Cette question a été avec celle de la participation communautaire dans l’apprentissage et le partage des connaissances, au cœur des débats du Colloque organisé par Socodevi sur les écosystèmes de mangroves. Et notamment lors des discussions qui ont suivi la communication présentant les résultats de l’ étude réalisée par le Pr Malick Diouf de l’université Cheikh Anta DIOP de Dakar et coordonnateur du Collège scientifique de la Gaspégie et des îles et sa jeune collègue Dr Sanou Ndour sur “les savoirs endogènes et expressions culturelles sacrées en matière de gestion des mangroves dans les Deltas du Sine-Saloum et de la Casamance, Sénégal”… Travail important de recherche-action sur le terrain qui a montré “ l’existence d’un système de zonage traditionnel” en lien étroit avec le sacré qui montre comment “des formes d’exploitation et d’accès dans les mangroves persistent malgré les effets de la colonisation, de l’avènement des religions révélées, et contribuent grandement à la conservation de la biodiversité.”
Ces dispositifs s’accompagnent du rôle pregnant des femmes dans “ le rôle de protection de la culture jumelée à l’environnement, les organisations de femmes constituent les centres névralgiques et stratégiques en même temps” comme les deux chercheurs l’ont observé dans les bolongs ( sites de mangroves composés de vasières et de nurseries) sacrés du Keuweuy et du Sidjenor dans le Mboulomp dans les îles de l’estuaire de la Casamance et dans les sites natés de Bitenty dans le Delta du Saloum. Mais aussi à travers les sacrilisés et redoutés (figures thériomorphes) comme celle de Ewoum (reincarnation d’une grande divinité matérialisée par un totem) dans dans l Aire de patrimoine communautaire (Apac) de Kawawana. Ou celle des hyènes du Diakhanor dans l’archipel estuarien du Delta du saloum…
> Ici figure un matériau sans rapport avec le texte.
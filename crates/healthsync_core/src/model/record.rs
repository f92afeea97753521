//! Health record domain model.
//!
//! # Responsibility
//! - Define the record envelope shared by every domain kind.
//! - Define kind-specific bodies and their validation rules.
//!
//! # Invariants
//! - `(kind, id)` identifies a record; `owner_id` never changes after creation.
//! - `is_deleted` is a tombstone; the row survives until remote deletion is
//!   confirmed.
//! - Every local mutation leaves `sync_state == SyncState::PendingPush`.

use super::schedule::ScheduleSlot;
use serde::{Deserialize, Serialize};
use std::error::Error;
use std::fmt::{Display, Formatter};
use uuid::Uuid;

/// Domain record category. Each kind has its own id space.
#[derive(Debug, Clone, Copy, PartialEq, Eq, Hash, PartialOrd, Ord, Serialize, Deserialize)]
#[serde(rename_all = "snake_case")]
pub enum RecordKind {
    Medication,
    Supplement,
    Doctor,
    DietEntry,
    ConflictFinding,
    UserProfile,
    CaregiverTask,
}

impl RecordKind {
    pub const ALL: [RecordKind; 7] = [
        RecordKind::Medication,
        RecordKind::Supplement,
        RecordKind::Doctor,
        RecordKind::DietEntry,
        RecordKind::ConflictFinding,
        RecordKind::UserProfile,
        RecordKind::CaregiverTask,
    ];

    /// Storage/wire name of this kind.
    pub fn as_str(self) -> &'static str {
        match self {
            Self::Medication => "medication",
            Self::Supplement => "supplement",
            Self::Doctor => "doctor",
            Self::DietEntry => "diet_entry",
            Self::ConflictFinding => "conflict_finding",
            Self::UserProfile => "user_profile",
            Self::CaregiverTask => "caregiver_task",
        }
    }

    pub fn parse(value: &str) -> Option<Self> {
        Self::ALL.into_iter().find(|kind| kind.as_str() == value)
    }

    /// Whether bodies of this kind carry schedule slots.
    pub fn has_schedule(self) -> bool {
        matches!(
            self,
            Self::Medication | Self::Supplement | Self::CaregiverTask
        )
    }
}

impl Display for RecordKind {
    fn fmt(&self, f: &mut Formatter<'_>) -> std::fmt::Result {
        f.write_str(self.as_str())
    }
}

/// Local synchronization state against the remote database.
#[derive(Debug, Clone, Copy, PartialEq, Eq, Serialize, Deserialize)]
#[serde(rename_all = "snake_case")]
pub enum SyncState {
    /// Local row matches the last acknowledged remote version.
    Synced,
    /// Local change not yet acknowledged by the remote store.
    PendingPush,
}

impl SyncState {
    pub fn as_str(self) -> &'static str {
        match self {
            Self::Synced => "synced",
            Self::PendingPush => "pending_push",
        }
    }

    pub fn parse(value: &str) -> Option<Self> {
        match value {
            "synced" => Some(Self::Synced),
            "pending_push" => Some(Self::PendingPush),
            _ => None,
        }
    }
}

#[derive(Debug, Clone, PartialEq, Eq, Serialize, Deserialize)]
pub struct Medication {
    pub name: String,
    pub dosage: String,
    #[serde(default)]
    pub instructions: Option<String>,
    #[serde(default)]
    pub slots: Vec<ScheduleSlot>,
}

#[derive(Debug, Clone, PartialEq, Eq, Serialize, Deserialize)]
pub struct Supplement {
    pub name: String,
    pub dosage: String,
    #[serde(default)]
    pub slots: Vec<ScheduleSlot>,
}

#[derive(Debug, Clone, PartialEq, Eq, Serialize, Deserialize)]
pub struct Doctor {
    pub name: String,
    #[serde(default)]
    pub specialty: Option<String>,
    #[serde(default)]
    pub phone: Option<String>,
    #[serde(default)]
    pub email: Option<String>,
}

#[derive(Debug, Clone, PartialEq, Eq, Serialize, Deserialize)]
pub struct DietEntry {
    pub description: String,
    #[serde(default)]
    pub calories: Option<u32>,
    /// Unix epoch milliseconds.
    #[serde(default)]
    pub consumed_at_ms: Option<i64>,
}

#[derive(Debug, Clone, Copy, PartialEq, Eq, Serialize, Deserialize)]
#[serde(rename_all = "snake_case")]
pub enum ConflictSeverity {
    None,
    Low,
    Moderate,
    High,
    Severe,
}

/// Persisted result of a medication/supplement interaction analysis.
#[derive(Debug, Clone, PartialEq, Serialize, Deserialize)]
pub struct ConflictFinding {
    /// Medication and supplement names that were analyzed together.
    pub items: Vec<String>,
    pub severity: ConflictSeverity,
    #[serde(default)]
    pub findings: Vec<String>,
    #[serde(default)]
    pub recommendations: Vec<String>,
    /// Analyzer confidence in `0.0..=1.0`.
    pub confidence: f64,
}

/// Analyzer output as received; stored as a `ConflictFinding` record.
pub type ConflictAnalysis = ConflictFinding;

#[derive(Debug, Clone, PartialEq, Eq, Serialize, Deserialize)]
pub struct UserProfile {
    pub display_name: String,
    #[serde(default)]
    pub locale: Option<String>,
    #[serde(default)]
    pub allergies: Vec<String>,
    #[serde(default)]
    pub conditions: Vec<String>,
}

#[derive(Debug, Clone, PartialEq, Eq, Serialize, Deserialize)]
pub struct CaregiverTask {
    pub title: String,
    #[serde(default)]
    pub notes: Option<String>,
    #[serde(default)]
    pub assignee: Option<String>,
    #[serde(default)]
    pub slots: Vec<ScheduleSlot>,
}

/// Kind-specific record content.
#[derive(Debug, Clone, PartialEq)]
pub enum RecordBody {
    Medication(Medication),
    Supplement(Supplement),
    Doctor(Doctor),
    DietEntry(DietEntry),
    ConflictFinding(ConflictFinding),
    UserProfile(UserProfile),
    CaregiverTask(CaregiverTask),
}

impl RecordBody {
    pub fn kind(&self) -> RecordKind {
        match self {
            Self::Medication(_) => RecordKind::Medication,
            Self::Supplement(_) => RecordKind::Supplement,
            Self::Doctor(_) => RecordKind::Doctor,
            Self::DietEntry(_) => RecordKind::DietEntry,
            Self::ConflictFinding(_) => RecordKind::ConflictFinding,
            Self::UserProfile(_) => RecordKind::UserProfile,
            Self::CaregiverTask(_) => RecordKind::CaregiverTask,
        }
    }

    /// Human-readable label used for search.
    pub fn display_name(&self) -> String {
        match self {
            Self::Medication(body) => body.name.clone(),
            Self::Supplement(body) => body.name.clone(),
            Self::Doctor(body) => body.name.clone(),
            Self::DietEntry(body) => body.description.clone(),
            Self::ConflictFinding(body) => body.items.join(", "),
            Self::UserProfile(body) => body.display_name.clone(),
            Self::CaregiverTask(body) => body.title.clone(),
        }
    }

    /// Lowercased search key persisted next to the payload.
    pub fn search_text(&self) -> String {
        self.display_name().trim().to_lowercase()
    }

    pub fn slots(&self) -> Option<&[ScheduleSlot]> {
        match self {
            Self::Medication(body) => Some(&body.slots),
            Self::Supplement(body) => Some(&body.slots),
            Self::CaregiverTask(body) => Some(&body.slots),
            _ => None,
        }
    }

    pub fn slots_mut(&mut self) -> Option<&mut Vec<ScheduleSlot>> {
        match self {
            Self::Medication(body) => Some(&mut body.slots),
            Self::Supplement(body) => Some(&mut body.slots),
            Self::CaregiverTask(body) => Some(&mut body.slots),
            _ => None,
        }
    }

    fn validate(&self) -> Result<(), RecordValidationError> {
        let kind = self.kind();
        let label_blank = match self {
            Self::ConflictFinding(body) => body.items.iter().all(|item| item.trim().is_empty()),
            _ => self.display_name().trim().is_empty(),
        };
        if label_blank {
            return Err(RecordValidationError::BlankLabel(kind));
        }

        if let Self::ConflictFinding(body) = self {
            if !(0.0..=1.0).contains(&body.confidence) {
                return Err(RecordValidationError::ConfidenceOutOfRange(body.confidence));
            }
        }

        if let Some(slots) = self.slots() {
            if let Some(index) = slots.iter().position(|slot| !slot.is_consistent()) {
                return Err(RecordValidationError::InconsistentSlot(index));
            }
        }

        Ok(())
    }
}

/// Identity of one record within the store.
#[derive(Debug, Clone, PartialEq, Eq, Hash, PartialOrd, Ord, Serialize, Deserialize)]
pub struct RecordKey {
    pub kind: RecordKind,
    pub id: String,
}

impl RecordKey {
    pub fn new(kind: RecordKind, id: impl Into<String>) -> Self {
        Self {
            kind,
            id: id.into(),
        }
    }
}

impl Display for RecordKey {
    fn fmt(&self, f: &mut Formatter<'_>) -> std::fmt::Result {
        write!(f, "{}/{}", self.kind, self.id)
    }
}

/// Validation failures for record writes.
#[derive(Debug, Clone, PartialEq)]
pub enum RecordValidationError {
    BlankId,
    BlankOwner,
    /// The kind's name/title/description field is blank.
    BlankLabel(RecordKind),
    ConfidenceOutOfRange(f64),
    /// Slot at index has `completed_at_ms` without being completed.
    InconsistentSlot(usize),
}

impl Display for RecordValidationError {
    fn fmt(&self, f: &mut Formatter<'_>) -> std::fmt::Result {
        match self {
            Self::BlankId => write!(f, "record id must not be blank"),
            Self::BlankOwner => write!(f, "owner id must not be blank"),
            Self::BlankLabel(kind) => write!(f, "{kind} label must not be blank"),
            Self::ConfidenceOutOfRange(value) => {
                write!(f, "confidence {value} is outside 0.0..=1.0")
            }
            Self::InconsistentSlot(index) => {
                write!(f, "schedule slot {index} has a completion time but is not completed")
            }
        }
    }
}

impl Error for RecordValidationError {}

/// Envelope persisted for every domain record.
#[derive(Debug, Clone, PartialEq)]
pub struct Record {
    pub id: String,
    pub owner_id: String,
    pub body: RecordBody,
    /// Unix epoch milliseconds of the latest local or applied remote change.
    pub last_modified_ms: i64,
    pub sync_state: SyncState,
    pub is_deleted: bool,
}

impl Record {
    /// Creates a record with a generated stable id.
    pub fn new(owner_id: impl Into<String>, body: RecordBody) -> Self {
        Self::with_id(Uuid::new_v4().to_string(), owner_id, body)
    }

    /// Creates a record with a caller-provided id.
    ///
    /// The record starts as `PendingPush`; the mutation layer stamps
    /// `last_modified_ms` when it is saved.
    pub fn with_id(id: impl Into<String>, owner_id: impl Into<String>, body: RecordBody) -> Self {
        Self {
            id: id.into(),
            owner_id: owner_id.into(),
            body,
            last_modified_ms: 0,
            sync_state: SyncState::PendingPush,
            is_deleted: false,
        }
    }

    pub fn kind(&self) -> RecordKind {
        self.body.kind()
    }

    pub fn key(&self) -> RecordKey {
        RecordKey::new(self.kind(), self.id.clone())
    }

    pub fn is_active(&self) -> bool {
        !self.is_deleted
    }

    pub fn is_pending(&self) -> bool {
        self.sync_state == SyncState::PendingPush
    }

    /// Checks envelope and body invariants before persistence.
    pub fn validate(&self) -> Result<(), RecordValidationError> {
        if self.id.trim().is_empty() {
            return Err(RecordValidationError::BlankId);
        }
        if self.owner_id.trim().is_empty() {
            return Err(RecordValidationError::BlankOwner);
        }
        self.body.validate()
    }
}

#[cfg(test)]
mod tests {
    use super::{
        ConflictFinding, ConflictSeverity, Doctor, Medication, Record, RecordBody, RecordKind,
        RecordValidationError, SyncState,
    };
    use crate::model::schedule::ScheduleSlot;

    fn medication(name: &str) -> RecordBody {
        RecordBody::Medication(Medication {
            name: name.to_string(),
            dosage: "10mg".to_string(),
            instructions: None,
            slots: vec![],
        })
    }

    #[test]
    fn kind_names_roundtrip() {
        for kind in RecordKind::ALL {
            assert_eq!(RecordKind::parse(kind.as_str()), Some(kind));
        }
        assert_eq!(RecordKind::parse("unknown"), None);
    }

    #[test]
    fn new_record_starts_pending_and_active() {
        let record = Record::new("u1", medication("Aspirin"));
        assert!(!record.id.is_empty());
        assert_eq!(record.sync_state, SyncState::PendingPush);
        assert!(record.is_active());
        assert_eq!(record.kind(), RecordKind::Medication);
    }

    #[test]
    fn validate_rejects_blank_owner_and_label() {
        let record = Record::with_id("m1", "  ", medication("Aspirin"));
        assert_eq!(record.validate(), Err(RecordValidationError::BlankOwner));

        let record = Record::with_id("m1", "u1", medication(" "));
        assert_eq!(
            record.validate(),
            Err(RecordValidationError::BlankLabel(RecordKind::Medication))
        );
    }

    #[test]
    fn validate_rejects_confidence_out_of_range() {
        let body = RecordBody::ConflictFinding(ConflictFinding {
            items: vec!["warfarin".to_string(), "ginkgo".to_string()],
            severity: ConflictSeverity::High,
            findings: vec![],
            recommendations: vec![],
            confidence: 1.5,
        });
        let record = Record::with_id("c1", "u1", body);
        assert_eq!(
            record.validate(),
            Err(RecordValidationError::ConfidenceOutOfRange(1.5))
        );
    }

    #[test]
    fn validate_rejects_completion_time_on_open_slot() {
        let mut slot = ScheduleSlot::at(8, 0).unwrap();
        slot.completed_at_ms = Some(10);
        let body = RecordBody::Medication(Medication {
            name: "Aspirin".to_string(),
            dosage: "10mg".to_string(),
            instructions: None,
            slots: vec![slot],
        });
        let record = Record::with_id("m1", "u1", body);
        assert_eq!(
            record.validate(),
            Err(RecordValidationError::InconsistentSlot(0))
        );
    }

    #[test]
    fn search_text_is_lowercased_label() {
        let body = RecordBody::Doctor(Doctor {
            name: " Dr. House ".to_string(),
            specialty: None,
            phone: None,
            email: None,
        });
        assert_eq!(body.search_text(), "dr. house");
        assert!(body.slots().is_none());
    }
}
Autant d’épisodes en liens profonds avec le sacré qui rappellent une autre histoire racontée par le grand socio-anthropologue, le regretté Abdou Ndukur Kacc Ndao, intraitable habitué des lieux d’implantation des fétiches qui sont des réservoirs de serpents ( Certains fétiches, explique t-il ayant comme totems ces serpents ) sur les graines de haricots antidotes à la morsure des serpents” qui lui ont été offertes par un vieil ami seereer qui, ayant observé “son insouciance légendaire dans ces herbes hautes parfois au pied d’un de nos grands places préférés contiguës à un grand fétiche très arboré d’Oussouye.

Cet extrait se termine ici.